▶ [Work task]: Which lines below contain "StdoutLock"? Copy every one of them.

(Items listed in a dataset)
---

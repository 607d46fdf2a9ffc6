use crate::{Action, HighScore};

/// Notification payload for generation boundaries.
#[derive(Debug, Clone, PartialEq, Eq)]
pub struct GenerationEvent {
    /// Index of the generation that started or ended.
    pub generation: u32,
    /// Best score across all generations so far.
    pub high_score: HighScore,
    /// Slots still active: every spawned participant at start, the survivors at end.
    pub active_slots: Vec<usize>,
}

/// Receiver of generation start and end notifications.
///
/// Observers are notified synchronously from inside the controller call that
/// caused the transition.
pub trait GenerationObserver {
    fn generation_started(&mut self, event: &GenerationEvent) {
        let _ = event;
    }

    fn generation_ended(&mut self, event: &GenerationEvent) {
        let _ = event;
    }
}

/// The world agents fly in.
///
/// The controller asks the environment for each active agent's sensors, hands
/// back the chosen action, then polls whether the agent crashed. Agents are
/// identified by their roster slot. The environment observes generation
/// boundaries so it can reset agent positions; it is notified before any
/// observer registered with
/// [`add_observer`](crate::GenerationController::add_observer).
pub trait Environment: GenerationObserver {
    /// Appends the sensor readings of the agent in `slot` to `sensors`.
    ///
    /// `sensors` is empty on entry. The controller appends the last action
    /// afterwards when configured to, so the environment provides
    /// [`ControllerConfig::sensor_count`](crate::ControllerConfig::sensor_count) values.
    fn sense(&mut self, slot: usize, sensors: &mut Vec<f32>);

    /// Applies the action chosen for the agent in `slot` this tick.
    fn act(&mut self, slot: usize, action: Action);

    /// Whether the agent in `slot` has crashed.
    fn is_terminated(&self, slot: usize) -> bool;
}
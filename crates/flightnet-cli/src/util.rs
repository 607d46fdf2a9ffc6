use std::{
    fs::File,
    io::{self, BufReader, BufWriter, StdoutLock, Write},
    path::{Path, PathBuf},
};

use anyhow::Context;
use flightnet_evolution::ControllerConfig;

/// Destination of a JSON document: a file when a path is given, stdout otherwise.
#[derive(Debug)]
pub enum Output {
    Stdout(StdoutLock<'static>),
    File {
        writer: BufWriter<File>,
        path: PathBuf,
    },
}

impl Output {
    pub fn save_json<T>(value: &T, output_path: Option<PathBuf>) -> anyhow::Result<()>
    where
        T: serde::Serialize,
    {
        let mut output = match output_path {
            Some(path) => {
                let file = File::create(&path)
                    .with_context(|| format!("Failed to create output file: {}", path.display()))?;
                Output::File {
                    writer: BufWriter::new(file),
                    path,
                }
            }
            None => Output::Stdout(io::stdout().lock()),
        };
        output.write_json(value)
    }

    fn display_path(&self) -> String {
        match self {
            Output::Stdout(_) => "stdout".to_owned(),
            Output::File { path, .. } => path.display().to_string(),
        }
    }

    fn writer(&mut self) -> &mut dyn Write {
        match self {
            Output::Stdout(writer) => writer,
            Output::File { writer, .. } => writer,
        }
    }

    fn write_json<T>(&mut self, value: &T) -> anyhow::Result<()>
    where
        T: serde::Serialize,
    {
        let display_path = self.display_path();
        let writer = self.writer();
        serde_json::to_writer_pretty(&mut *writer, value)
            .with_context(|| format!("Failed to write JSON to {display_path}"))?;
        writeln!(writer)
            .and_then(|()| writer.flush())
            .with_context(|| format!("Failed to finish writing {display_path}"))?;
        Ok(())
    }
}

pub fn read_json_file<T, P>(file_kind: &str, path: P) -> anyhow::Result<T>
where
    T: serde::de::DeserializeOwned,
    P: AsRef<Path>,
{
    let path = path.as_ref();
    let file = File::open(path)
        .with_context(|| format!("Failed to open {file_kind} file: {}", path.display()))?;
    serde_json::from_reader(BufReader::new(file))
        .with_context(|| format!("Failed to parse {file_kind} JSON file: {}", path.display()))
}

/// Read controller settings from a JSON file
///
/// Settings missing from the file keep their defaults.
///
/// # Errors
///
/// Returns error if file cannot be opened or parsed
pub fn read_controller_config_file<P>(path: P) -> anyhow::Result<ControllerConfig>
where
    P: AsRef<Path>,
{
    read_json_file("controller config", path)
}
use crate::{
    Action, Agent, AgentStatus, ConfigError, ControllerConfig, Environment, FitnessSource,
    GenerationEvent, GenerationObserver,
    persistence::{PersistenceError, PersistenceStore},
    roster::{CHAMPION_SLOT, MutationTier, Roster, SlotTag},
};

/// Variance of freshly randomized weights.
const INIT_VARIANCE: f32 = 1.0;

#[derive(Debug, Clone, Copy, PartialEq, Eq, derive_more::IsVariant)]
pub enum ControllerState {
    /// No game in progress.
    Idle,
    /// A generation is flying.
    Running,
    /// A generation is being torn down; observers are being notified.
    EndingGeneration,
}

/// Best weights found so far.
#[derive(Debug, Clone, PartialEq, Eq)]
pub struct Champion {
    pub weights: WeightTensor,
    pub score: i32,
    /// Generation that reached `score`. Zero for an untested random champion.
    pub generation: u32,
}

#[derive(Debug, Default, Clone, Copy, PartialEq, Eq, Serialize)]
pub struct HighScore {
    pub score: i32,
    pub generation: u32,
}

/// An agent whose network rejected its sensor vector.
#[derive(Debug, Clone, Copy, PartialEq, Eq)]
pub struct AgentFailure {
    pub slot: usize,
    pub error: InputLengthError,
}

/// What happened during one [`tick`](GenerationController::tick).
#[derive(Debug, Default, Clone, PartialEq, Eq)]
pub struct TickReport {
    /// Slots that crashed this tick, in slot order.
    pub terminated: Vec<usize>,
    /// Set when a crash this tick raised the high score.
    pub new_high_score: Option<HighScore>,
    pub failures: Vec<AgentFailure>,
    /// Generation that finished at the end of this tick.
    pub ended_generation: Option<u32>,
}

/// Alive and crashed agents sharing one slot tag.
#[derive(Debug, Clone, Copy, PartialEq, Eq, Serialize)]
pub struct TagHealth {
    pub tag: SlotTag,
    pub alive: usize,
    pub terminated: usize,
}

/// Runs generations of agents and keeps the best weights.
pub struct GenerationController<S> {
    config: ControllerConfig,
    roster: Roster,
    store: S,
    rng: Pcg32,
    observers: Vec<Box<dyn GenerationObserver>>,
    state: ControllerState,
    paused: bool,
    generation: u32,
    champion: Option<Champion>,
    runner_up: Option<WeightTensor>,
    agents: Vec<Agent>,
    sensors: Vec<f32>,
}

impl<S> fmt::Debug for GenerationController<S>
where
    S: fmt::Debug,
{
    fn fmt(&self, f: &mut fmt::Formatter<'_>) -> fmt::Result {
        f.debug_struct("GenerationController")
            .field("config", &self.config)
            .field("store", &self.store)
            .field("state", &self.state)
            .field("paused", &self.paused)
            .field("generation", &self.generation)
            .field("champion", &self.champion)
            .field("agents", &self.agents.len())
            .field("observers", &self.observers.len())
            .finish_non_exhaustive()
    }
}
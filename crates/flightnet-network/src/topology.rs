use std::fmt;

use serde::{Deserialize, Serialize};

use crate::TopologyError;

/// Layer shapes of a fully connected feedforward network.
///
/// A topology is the input layer size, zero or more hidden layer sizes, and the
/// output layer size. Layers are indexed from the input layer (`0`) to the
/// output layer (`layer_count() - 1`); every layer after the input layer is
/// fully connected to the one before it.
///
/// The shape never changes once a network is created, so tensors carry their
/// topology and compare it before comparing values.
///
/// # Example
///
/// ```
/// use flightnet_network::Topology;
///
/// let topology = Topology::new(6, [5], 3).unwrap();
/// assert_eq!(topology.layer_count(), 3);
/// assert_eq!(topology.weight_count(), 6 * 5 + 5 * 3);
/// assert_eq!(topology.to_string(), "6-5-3");
/// ```
#[derive(Debug, Clone, PartialEq, Eq, Hash, Serialize, Deserialize)]
#[serde(try_from = "RawTopology")]
pub struct Topology {
    inputs: usize,
    hidden: Vec<usize>,
    outputs: usize,
}

#[derive(Deserialize)]
struct RawTopology {
    inputs: usize,
    #[serde(default)]
    hidden: Vec<usize>,
    outputs: usize,
}

impl TryFrom<RawTopology> for Topology {
    type Error = TopologyError;

    fn try_from(raw: RawTopology) -> Result<Self, Self::Error> {
        Self::new(raw.inputs, raw.hidden, raw.outputs)
    }
}

impl fmt::Display for Topology {
    fn fmt(&self, f: &mut fmt::Formatter<'_>) -> fmt::Result {
        let mut sizes = self.layer_sizes();
        if let Some(first) = sizes.next() {
            write!(f, "{first}")?;
        }
        for size in sizes {
            write!(f, "-{size}")?;
        }
        Ok(())
    }
}

impl Topology {
    /// Creates a topology from its layer sizes.
    ///
    /// Every layer must contain at least one neuron, and the weight buffer of
    /// the whole network must be addressable, so weight counts and offsets
    /// never overflow.
    pub fn new<H>(inputs: usize, hidden: H, outputs: usize) -> Result<Self, TopologyError>
    where
        H: Into<Vec<usize>>,
    {
        let hidden = hidden.into();
        if inputs == 0 {
            return Err(TopologyError::EmptyInputLayer);
        }
        if let Some(index) = hidden.iter().position(|&size| size == 0) {
            return Err(TopologyError::EmptyHiddenLayer { index });
        }
        if outputs == 0 {
            return Err(TopologyError::EmptyOutputLayer);
        }
        let topology = Self {
            inputs,
            hidden,
            outputs,
        };
        let max_weights = isize::MAX.unsigned_abs() / size_of::<f32>();
        match topology.checked_weight_count() {
            Some(count) if count <= max_weights => Ok(topology),
            _ => Err(TopologyError::TooManyWeights),
        }
    }

    fn checked_weight_count(&self) -> Option<usize> {
        let sizes = self.layer_sizes().collect::<Vec<_>>();
        sizes.windows(2).try_fold(0_usize, |total, pair| {
            pair[0].checked_mul(pair[1])?.checked_add(total)
        })
    }

    /// Returns the number of input neurons.
    #[must_use]
    pub fn inputs(&self) -> usize {
        self.inputs
    }

    /// Returns the sizes of the hidden layers, in order.
    #[must_use]
    pub fn hidden(&self) -> &[usize] {
        &self.hidden
    }

    /// Returns the number of output neurons.
    #[must_use]
    pub fn outputs(&self) -> usize {
        self.outputs
    }

    /// Returns the number of layers including the input and output layers.
    #[must_use]
    pub fn layer_count(&self) -> usize {
        self.hidden.len() + 2
    }

    /// Returns the number of neurons in `layer`.
    ///
    /// # Panics
    ///
    /// Panics if `layer >= self.layer_count()`.
    #[must_use]
    pub fn layer_size(&self, layer: usize) -> usize {
        match layer {
            0 => self.inputs,
            l if l <= self.hidden.len() => self.hidden[l - 1],
            l if l == self.hidden.len() + 1 => self.outputs,
            _ => panic!(
                "layer index {layer} out of range for {} layers",
                self.layer_count()
            ),
        }
    }

    /// Returns the sizes of all layers from input to output.
    pub fn layer_sizes(&self) -> impl Iterator<Item = usize> + '_ {
        std::iter::once(self.inputs)
            .chain(self.hidden.iter().copied())
            .chain(std::iter::once(self.outputs))
    }

    /// Returns the total number of connection weights.
    #[must_use]
    pub fn weight_count(&self) -> usize {
        (1..self.layer_count())
            .map(|layer| self.layer_size(layer) * self.layer_size(layer - 1))
            .sum()
    }

    /// Returns the number of neurons outside the input layer (one bias each).
    #[must_use]
    pub fn bias_count(&self) -> usize {
        self.layer_sizes().skip(1).sum()
    }

    /// Offset of the first weight feeding `layer` in a flat weight buffer.
    pub(crate) fn weight_offset(&self, layer: usize) -> usize {
        (1..layer)
            .map(|l| self.layer_size(l) * self.layer_size(l - 1))
            .sum()
    }

    /// Offset of the first bias of `layer` in a flat bias buffer.
    pub(crate) fn bias_offset(&self, layer: usize) -> usize {
        (1..layer).map(|l| self.layer_size(l)).sum()
    }
}
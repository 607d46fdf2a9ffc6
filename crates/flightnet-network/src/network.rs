use rand::Rng;

use crate::{BiasTensor, InputLengthError, ShapeError, Topology, WeightTensor, mutation};

/// Range random weights and biases are drawn from.
const INIT_VARIANCE: f32 = 1.0;

/// A feedforward network with `tanh` activations.
///
/// The network owns its weights, its biases, and a scratch buffer holding the
/// activation of every neuron from the most recent [`Network::calculate`]
/// call. Evaluation is deterministic: the same weights and inputs always
/// produce the same activations.
///
/// # Activation
///
/// For every non-input layer `l` and neuron `n`:
///
/// ```text
/// a[l][n] = tanh(bias[l][n] * Σ_k a[l-1][k] * w[l][n][k])
/// ```
///
/// The bias multiplies the weighted sum rather than being added to it. Trained
/// weights depend on this formulation, so it must not be changed to the usual
/// additive bias.
///
/// # Example
///
/// ```
/// use flightnet_network::{Network, Topology};
/// use rand::SeedableRng as _;
///
/// let mut rng = rand::rngs::StdRng::seed_from_u64(7);
/// let topology = Topology::new(6, [5], 3).unwrap();
/// let mut network = Network::new(topology, None, false, &mut rng).unwrap();
///
/// network.calculate(&[22.0, 15.5, 22.0, 9.0, 3.5, 0.0]).unwrap();
/// let action = network.highest_output_index();
/// assert!(action < 3);
/// ```
#[derive(Debug, Clone)]
pub struct Network {
    weights: WeightTensor,
    biases: BiasTensor,
    activations: Vec<Vec<f32>>,
}

impl Network {
    /// Creates a network.
    ///
    /// Without `initial_weights`, every weight is drawn uniformly from
    /// `[-1, 1]`. Biases are all `1.0` (no bias) unless `use_bias` is set, in
    /// which case each is drawn uniformly from `[-1, 1]`.
    ///
    /// Fails if `initial_weights` was built for a different topology.
    pub fn new<R>(
        topology: Topology,
        initial_weights: Option<WeightTensor>,
        use_bias: bool,
        rng: &mut R,
    ) -> Result<Self, ShapeError>
    where
        R: Rng + ?Sized,
    {
        let biases = if use_bias {
            BiasTensor::random(topology.clone(), rng, INIT_VARIANCE)
        } else {
            BiasTensor::ones(topology.clone())
        };
        let weights = match initial_weights {
            Some(weights) => {
                check_topology(&topology, &weights)?;
                weights
            }
            None => WeightTensor::random(topology.clone(), rng, INIT_VARIANCE),
        };
        let activations = topology.layer_sizes().map(|size| vec![0.0; size]).collect();
        Ok(Self {
            weights,
            biases,
            activations,
        })
    }

    #[must_use]
    pub fn topology(&self) -> &Topology {
        self.weights.topology()
    }

    #[must_use]
    pub fn weights(&self) -> &WeightTensor {
        &self.weights
    }

    #[must_use]
    pub fn biases(&self) -> &BiasTensor {
        &self.biases
    }

    /// Replaces the weights wholesale.
    pub fn set_weights(&mut self, weights: WeightTensor) -> Result<(), ShapeError> {
        check_topology(self.topology(), &weights)?;
        self.weights = weights;
        Ok(())
    }

    /// Replaces the weights with fresh random weights in `[-1, 1]`.
    pub fn reset_weights<R>(&mut self, rng: &mut R)
    where
        R: Rng + ?Sized,
    {
        self.weights = WeightTensor::random(self.topology().clone(), rng, INIT_VARIANCE);
    }

    /// Returns a perturbed copy of `base` for this network's topology.
    ///
    /// See [`mutation::perturb`].
    pub fn mutate<R>(
        &self,
        base: &WeightTensor,
        variance: f32,
        rng: &mut R,
    ) -> Result<WeightTensor, ShapeError>
    where
        R: Rng + ?Sized,
    {
        check_topology(self.topology(), base)?;
        Ok(mutation::perturb(base, variance, rng))
    }

    /// Replaces the weights with a perturbed copy of themselves.
    pub fn vary_weights<R>(&mut self, variance: f32, rng: &mut R)
    where
        R: Rng + ?Sized,
    {
        self.weights = mutation::perturb(&self.weights, variance, rng);
    }

    /// Runs a forward pass, overwriting the activation buffer.
    ///
    /// Inputs are copied into the input layer unchanged.
    pub fn calculate(&mut self, inputs: &[f32]) -> Result<(), InputLengthError> {
        let expected = self.topology().inputs();
        if inputs.len() != expected {
            return Err(InputLengthError {
                expected,
                actual: inputs.len(),
            });
        }

        self.activations[0].copy_from_slice(inputs);
        for layer in 1..self.activations.len() {
            let (before, after) = self.activations.split_at_mut(layer);
            let previous = &before[layer - 1];
            let biases = self.biases.layer(layer);
            for (neuron, activation) in after[0].iter_mut().enumerate() {
                let weighted_sum = std::iter::zip(previous, self.weights.neuron(layer, neuron))
                    .map(|(a, w)| a * w)
                    .sum::<f32>();
                *activation = (biases[neuron] * weighted_sum).tanh();
            }
        }
        Ok(())
    }

    /// Returns the activations of every layer from the last calculation.
    #[must_use]
    pub fn activations(&self) -> &[Vec<f32>] {
        &self.activations
    }

    /// Returns the output layer activations from the last calculation.
    #[must_use]
    pub fn outputs(&self) -> &[f32] {
        &self.activations[self.activations.len() - 1]
    }

    /// Returns the index of the strongest output neuron.
    ///
    /// See [`highest_index`] for tie-breaking.
    #[must_use]
    pub fn highest_output_index(&self) -> usize {
        highest_index(self.outputs())
    }
}

/// Returns the index of the greatest value, preferring the lowest index on ties.
///
/// The scan starts from `f32::MIN` at index 0 and only moves on a strictly
/// greater value, so the first maximum wins. An empty slice (or one holding
/// only NaN) yields `0`.
///
/// ```
/// use flightnet_network::highest_index;
///
/// assert_eq!(highest_index(&[0.3, 0.3, 0.1]), 0);
/// assert_eq!(highest_index(&[0.1, 0.5, 0.5]), 1);
/// ```
#[must_use]
pub fn highest_index(values: &[f32]) -> usize {
    let mut highest_index = 0;
    let mut highest_value = f32::MIN;
    for (index, &value) in values.iter().enumerate() {
        if value > highest_value {
            highest_value = value;
            highest_index = index;
        }
    }
    highest_index
}

fn check_topology(expected: &Topology, weights: &WeightTensor) -> Result<(), ShapeError> {
    if weights.topology() != expected {
        return Err(ShapeError::Topology {
            expected: expected.clone(),
            found: weights.topology().clone(),
        });
    }
    Ok(())
}
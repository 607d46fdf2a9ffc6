//! Weight perturbation, the only evolutionary operator.
//!
//! Evolution in flightnet is hill climbing around the best-known weights: a
//! new candidate is a copy of a base tensor with independent uniform noise
//! added to every weight. There is no crossover between parents.
//!
//! Weights are kept inside [`WEIGHT_RANGE`] by clamping after the noise is
//! added, so repeated perturbation never drifts out of the range used for
//! random initialization.

use std::ops::RangeInclusive;

use rand::Rng;

use crate::WeightTensor;

/// Range every perturbed weight is clamped to.
pub const WEIGHT_RANGE: RangeInclusive<f32> = -1.0..=1.0;

/// Largest accepted variance. Noise this wide can already move any weight
/// across the whole of [`WEIGHT_RANGE`].
pub const MAX_VARIANCE: f32 = 2.0;

/// Returns a perturbed copy of `base`.
///
/// Every weight becomes `clamp(w + uniform(-variance, variance), -1.0, 1.0)`.
/// The base tensor is never modified and the result owns its own buffer.
///
/// A `variance` of zero returns an exact copy without consuming randomness.
///
/// # Panics
///
/// Panics if `variance` is NaN or outside `0.0..=MAX_VARIANCE`.
///
/// # Examples
///
/// ```
/// use flightnet_network::{Topology, WeightTensor, mutation};
/// use rand::SeedableRng as _;
///
/// let mut rng = rand::rngs::StdRng::seed_from_u64(0);
/// let topology = Topology::new(6, [5], 3).unwrap();
/// let base = WeightTensor::random(topology, &mut rng, 1.0);
///
/// let copy = mutation::perturb(&base, 0.0, &mut rng);
/// assert_eq!(copy, base);
///
/// let child = mutation::perturb(&base, 0.5, &mut rng);
/// assert_eq!(child.topology(), base.topology());
/// assert!(child.values().iter().all(|w| (-1.0..=1.0).contains(w)));
/// ```
pub fn perturb<R>(base: &WeightTensor, variance: f32, rng: &mut R) -> WeightTensor
where
    R: Rng + ?Sized,
{
    assert!(
        (0.0..=MAX_VARIANCE).contains(&variance),
        "variance must be within 0..={MAX_VARIANCE}, got {variance}"
    );
    // zero is the only non-positive value past the assertion
    if variance <= 0.0 {
        return base.clone();
    }
    base.map(|w| {
        (w + rng.random_range(-variance..=variance)).clamp(*WEIGHT_RANGE.start(), *WEIGHT_RANGE.end())
    })
}
use thiserror::Error;

#[derive(Error, Debug)]
pub enum ClientError {
    #[error("Invalid provider configuration: {0}")]
    Configuration(String),

    #[error("URL parse error: {0}")]
    UrlParse(#[from] url::ParseError),

    #[error("{0}")]
    InvalidRequest(String),

    #[error("Api call to `{endpoint}` failed with error: `{message}`")]
    Provider { endpoint: String, message: String },

    #[error("Request to `{0}` timed out")]
    Timeout(String),

    #[error("Network error calling `{endpoint}`: {source}")]
    Network {
        endpoint: String,
        source: reqwest::Error,
    },

    #[error("No token information provided")]
    MissingToken,

    #[error("Failed to deserialize response from `{endpoint}`: {source}")]
    Decode {
        endpoint: String,
        source: reqwest::Error,
    },
}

---

▶ [Result of this exercise]:
    io::{self, BufReader, BufWriter, StdoutLock, Write},
    Stdout(StdoutLock<'static>),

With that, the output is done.